That’s a Wrap

23924473493_f89d1e0822_zWould someone please explain to me why a cucumber requires shrink wrap? I’m talking about English cucumbers, the long ones that have a very crisp texture and fewer seeds. Their skins aren’t as tough as regular cukes. But shrink wrap? Really?

I hate that shrink wrap. It is next to impossible for me to strip it from the cucumber. My fingers just can’t grip that well. And it clings so tightly, the harder you pull, the more it resists. Honestly, all I want to do is make a salad. Why does it have to be so difficult?

Here are some other food packaging items that drive me crazy:

The plastic film covering, beneath the lid, that clings to the rim of sour cream tubs and yogurt containers. (Those plastic lids aren’t so easy to pry up, either.) I usually have to grab a knife to slit them open, because I cannot grasp the longer edge you’re supposed to use to strip the film away.

The tight foil covering of my calcium chews. These come wrapped individually, with neatly turned ends that are folded the way you wrap a birthday present. Picking those ends up with what’s left of my finger nails takes patience, to say the least.

Plastic screw tops with perforated extensions that twist off when you first open the jar. Usually, I need to wear a pair of rubber dish gloves to be able to hold on without my hand slipping and twist without injuring my skin. I have an adjustable jar opener, but it doesn’t always do the job as well as it should.

Sealed plastic bags for items like shredded cheese that have molded ziplock seals. The idea is that you can reseal the bag after you open it the first time. Problem is I can never pry apart the ziplock, so I inevitably cut it off and put the bag in another plastic bag with a usable ziplock—or just use some other clip to keep it shut. Just give me a bag that opens easily, please.

Sealed plastic wrappers inside sealed cereal or cracker boxes. I can never, ever, pull them apart neatly. It seems like these wrappers used to open easily, but now they are made of some kind of heavier plastic that just won’t yield to my fingers. So I usually ask Al to do it for me.

He, of course, is my secret weapon for all of the above and more. Sometimes I wonder if I depend too heavily on my husband for help with all of these simple tasks. I know I should find more adaptive tools to tackle hermetically sealed packaging. But then I have to have those tools handy every time I try to open something. Which is a nuisance.

Some days, like the other night, when I was rushing to make dinner and had to keep struggling with food wrappers, it’s just plain tiring. And wasteful. I do my best to recycle, but some of that packaging has nowhere to go but the trash. We live in a litigious, germaphobic culture where shrink-wrapped cucumbers are the norm. Even if my hands worked perfectly, there has to be a better way.

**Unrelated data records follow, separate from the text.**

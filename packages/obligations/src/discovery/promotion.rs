//! Candidate promotion into the shared pattern library.
//!
//! Eligibility rejections are structured verdicts, not errors: a
//! reviewer dashboard shows the reason, nothing throws. Promotion itself
//! is one-way: an APPROVED candidate can never be promoted again.

use std::sync::Arc;
use tracing::info;
use uuid::Uuid;

use super::anonymize::AnonymizerRules;
use crate::error::{PromotionError, PromotionResult};
use crate::stores::{CandidateStore, PatternStore};
use crate::types::{
    CandidateStatus, ObligationTemplate, PatternCandidate, RulePattern,
};

/// Thresholds a candidate must meet before promotion.
#[derive(Debug, Clone)]
pub struct PromotionCriteria {
    /// Minimum shadow-trial uses
    pub min_usage_count: u64,

    /// Minimum trial success rate
    pub min_success_rate: f64,

    /// Minimum match rate against the mining cluster
    pub min_match_rate: f64,

    /// Whether identifying terms must be absent (after anonymization)
    pub require_anonymization: bool,
}

impl Default for PromotionCriteria {
    fn default() -> Self {
        Self {
            min_usage_count: 10,
            min_success_rate: 0.92,
            min_match_rate: 0.90,
            require_anonymization: true,
        }
    }
}

/// Structured eligibility verdict.
#[derive(Debug, Clone, PartialEq, Eq)]
pub struct Eligibility {
    pub eligible: bool,
    pub reason: Option<String>,
}

impl Eligibility {
    fn ok() -> Self {
        Self {
            eligible: true,
            reason: None,
        }
    }

    fn fail(reason: impl Into<String>) -> Self {
        Self {
            eligible: false,
            reason: Some(reason.into()),
        }
    }
}

/// Check whether a candidate may be promoted.
///
/// Checks run in order and the first shortfall names itself: usage count,
/// success rate, match rate, then (when the criteria require it)
/// identifying terms still present in the candidate's free text.
pub fn check_promotion_eligibility(
    candidate: &PatternCandidate,
    criteria: &PromotionCriteria,
    rules: &AnonymizerRules,
) -> Eligibility {
    let perf = &candidate.performance;

    if perf.usage_count < criteria.min_usage_count {
        return Eligibility::fail(format!(
            "usage_count {} below required {}",
            perf.usage_count, criteria.min_usage_count
        ));
    }
    if perf.success_rate < criteria.min_success_rate {
        return Eligibility::fail(format!(
            "success_rate {:.2} below required {:.2}",
            perf.success_rate, criteria.min_success_rate
        ));
    }
    if candidate.match_rate < criteria.min_match_rate {
        return Eligibility::fail(format!(
            "match_rate {:.2} below required {:.2}",
            candidate.match_rate, criteria.min_match_rate
        ));
    }
    if criteria.require_anonymization {
        if let Some(rule) = rules.first_hit(&candidate.regex) {
            return Eligibility::fail(format!("identifying term present: {}", rule));
        }
    }

    Eligibility::ok()
}

/// Promotes eligible candidates into the shared library.
pub struct Promoter {
    patterns: Arc<dyn PatternStore>,
    candidates: Arc<dyn CandidateStore>,
    criteria: PromotionCriteria,
    rules: AnonymizerRules,
}

impl Promoter {
    /// Create a promoter with default criteria and UK anonymization rules.
    pub fn new(patterns: Arc<dyn PatternStore>, candidates: Arc<dyn CandidateStore>) -> Self {
        Self {
            patterns,
            candidates,
            criteria: PromotionCriteria::default(),
            rules: AnonymizerRules::uk_defaults(),
        }
    }

    /// Set the promotion criteria.
    pub fn with_criteria(mut self, criteria: PromotionCriteria) -> Self {
        self.criteria = criteria;
        self
    }

    /// Replace the anonymization rule set (locale-specific deployments).
    pub fn with_rules(mut self, rules: AnonymizerRules) -> Self {
        self.rules = rules;
        self
    }

    /// Eligibility of a stored candidate, as a structured verdict.
    pub async fn check(&self, candidate_id: Uuid) -> PromotionResult<Eligibility> {
        let candidate = self.load(candidate_id).await?;
        Ok(check_promotion_eligibility(
            &candidate,
            &self.criteria,
            &self.rules,
        ))
    }

    /// Promote a candidate into a shared pattern.
    ///
    /// Anonymizes the candidate's free text, re-validates eligibility on
    /// the anonymized copy, inserts a fresh pattern with zeroed counters,
    /// and marks the candidate APPROVED with a link to the new pattern.
    /// Idempotent in the error sense: promoting an APPROVED candidate
    /// fails with [`PromotionError::AlreadyPromoted`] rather than
    /// creating a duplicate.
    pub async fn promote(&self, candidate_id: Uuid) -> PromotionResult<RulePattern> {
        let candidate = self.load(candidate_id).await?;

        if candidate.status == CandidateStatus::Approved {
            return Err(PromotionError::AlreadyPromoted { candidate_id });
        }

        // Anonymize first: identifying terms are replaced, not grounds
        // for rejection, as long as the rule set can express them.
        let mut anonymized = candidate.clone();
        anonymized.regex = self.rules.apply(&candidate.regex);

        let verdict = check_promotion_eligibility(&anonymized, &self.criteria, &self.rules);
        if !verdict.eligible {
            return Err(PromotionError::NotEligible {
                reason: verdict.reason.unwrap_or_else(|| "not eligible".to_string()),
            });
        }

        // The anonymized source must still compile; placeholder tokens
        // contain regex metacharacters ([ and ]) only when a rule fired,
        // so escape them for the stored pattern.
        let source = escape_placeholders(&anonymized.regex);
        let pattern = RulePattern::new(source, ObligationTemplate::new(candidate.category));
        regex::Regex::new(&pattern.primary_regex)?;

        self.patterns
            .insert(pattern.clone())
            .await
            .map_err(storage)?;
        self.candidates
            .mark_approved(candidate_id, pattern.id)
            .await
            .map_err(storage)?;

        info!(candidate_id = %candidate_id, pattern_id = %pattern.id, "candidate promoted");
        Ok(pattern)
    }

    async fn load(&self, candidate_id: Uuid) -> PromotionResult<PatternCandidate> {
        self.candidates
            .get(candidate_id)
            .await
            .map_err(storage)?
            .ok_or(PromotionError::CandidateNotFound { candidate_id })
    }
}

fn storage(e: crate::error::ExtractionError) -> PromotionError {
    PromotionError::Storage(Box::new(e))
}

/// Escape the square brackets of placeholder tokens so the stored regex
/// matches them literally.
fn escape_placeholders(source: &str) -> String {
    source.replace('[', r"\[").replace(']', r"\]")
}
//! Resilient completion invocation: retry, backoff, credential failover.

use async_trait::async_trait;
use std::sync::Arc;
use std::time::Duration;
use tracing::{debug, warn};

use completion_client::{CompletionClient, CompletionRequest, CompletionResponse};

use super::credentials::CredentialPool;
use super::policy::RetryPolicy;
use crate::error::{ExtractionError, Result};

/// The completion seam the extraction pipeline talks through.
///
/// The production implementation is [`ResilientClient`]; tests use the
/// scripted mock in `testing`.
#[async_trait]
pub trait CompletionService: Send + Sync {
    /// Run one logical completion, with whatever retries the policy allows.
    async fn complete(
        &self,
        request: CompletionRequest,
        policy: &RetryPolicy,
    ) -> Result<CompletionResponse>;
}

/// One wire-level attempt. Implemented by [`CompletionClient`]; the
/// resilient layer is generic over it so its retry behavior is testable
/// without a network.
#[async_trait]
pub trait CompletionTransport: Send + Sync {
    async fn attempt(
        &self,
        api_key: &str,
        request: &CompletionRequest,
        timeout: Duration,
    ) -> completion_client::Result<CompletionResponse>;
}

#[async_trait]
impl CompletionTransport for CompletionClient {
    async fn attempt(
        &self,
        api_key: &str,
        request: &CompletionRequest,
        timeout: Duration,
    ) -> completion_client::Result<CompletionResponse> {
        self.complete(api_key, request, timeout).await
    }
}

/// Wraps a transport with retry/backoff and credential failover against a
/// shared [`CredentialPool`].
///
/// Retryable failures (timeout, transient network, 5xx) back off per the
/// policy schedule. A rate-limit failure earns exactly one credential
/// rotation and an immediate retry with the new credential; every other
/// non-retryable failure aborts at once. When attempts run out the last
/// error is surfaced; never a silent empty result.
pub struct ResilientClient<T: CompletionTransport = CompletionClient> {
    transport: T,
    pool: Arc<CredentialPool>,
}

impl<T: CompletionTransport> ResilientClient<T> {
    /// Create a resilient client over a pool.
    pub fn new(transport: T, pool: Arc<CredentialPool>) -> Self {
        Self { transport, pool }
    }

    /// The underlying credential pool.
    pub fn pool(&self) -> &Arc<CredentialPool> {
        &self.pool
    }
}

#[async_trait]
impl<T: CompletionTransport> CompletionService for ResilientClient<T> {
    async fn complete(
        &self,
        request: CompletionRequest,
        policy: &RetryPolicy,
    ) -> Result<CompletionResponse> {
        let timeout = policy.timeout();
        let mut rotated = false;
        let mut attempt: u32 = 0;
        let mut last_err: Option<ExtractionError> = None;

        while attempt < policy.total_attempts {
            attempt += 1;
            let credential = self.pool.current();

            match self
                .transport
                .attempt(credential.secret(), &request, timeout)
                .await
            {
                Ok(response) => {
                    debug!(
                        model = %request.model,
                        attempt,
                        truncated = response.is_truncated(),
                        "completion succeeded"
                    );
                    return Ok(response);
                }
                Err(e) if e.is_retryable() => {
                    warn!(attempt, error = %e, "retryable completion failure");
                    let exhausted = attempt >= policy.total_attempts;
                    last_err = Some(e.into());
                    if !exhausted {
                        tokio::time::sleep(policy.delay_after(attempt)).await;
                    }
                }
                Err(e) if e.is_rate_limited() && !rotated => {
                    warn!(attempt, "rate limited; rotating credential");
                    rotated = true;
                    self.pool.rotate().await?;
                    // The rotation retry replaces the failed attempt
                    // rather than consuming a fresh one.
                    attempt -= 1;
                    last_err = Some(e.into());
                }
                Err(e) => {
                    warn!(attempt, error = %e, "non-retryable completion failure");
                    return Err(e.into());
                }
            }
        }

        Err(last_err.unwrap_or_else(|| ExtractionError::AllStrategiesFailed {
            detail: "completion attempts exhausted".to_string(),
        }))
    }
}
//! Resilient invocation layer for the completion service.
//!
//! Three pieces: the credential pool (validation caching + lossless
//! rotation), the retry policy (attempt ceiling, exponential backoff,
//! size-adaptive timeouts), and the resilient client that ties them
//! together behind the [`CompletionService`] seam.

pub mod client;
pub mod credentials;
pub mod policy;

pub use client::{CompletionService, CompletionTransport, ResilientClient};
pub use credentials::{
    AlwaysValid, Credential, CredentialPool, CredentialProbe, SecretString, ServiceProbe,
    VALIDITY_TTL_HOURS,
};
pub use policy::{RetryPolicy, TimeoutClass};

Evelyn Herwitz blogs weekly about living fully with chronic disease, the inside of baseballs, turtles and frogs, J.S. Bach, the meaning of life and whatever else she happens to be thinking about at

Image Credit: Ajax Great


  1. Patricia Bizzell says:

    Arthritic hands probably still function better than yours, Ev, but I too struggle with redundant packaging. One pet peeve are the peel-off inner seals that offer a handy tab for peeling: this is what I call a “cruel hoax”! I can never get them to work. Ditto those alluring extra overhangs on sour cream and cottage cheese inner seals. And yet another “cruel hoax”: so-called re-sealable ziplock bags. Cue the maniacal laughter!

    But above all, I fail to understand why arthritis medication is locked in medicine bottles that are nearly impossible to open with arthritic hands. A cruel hoax!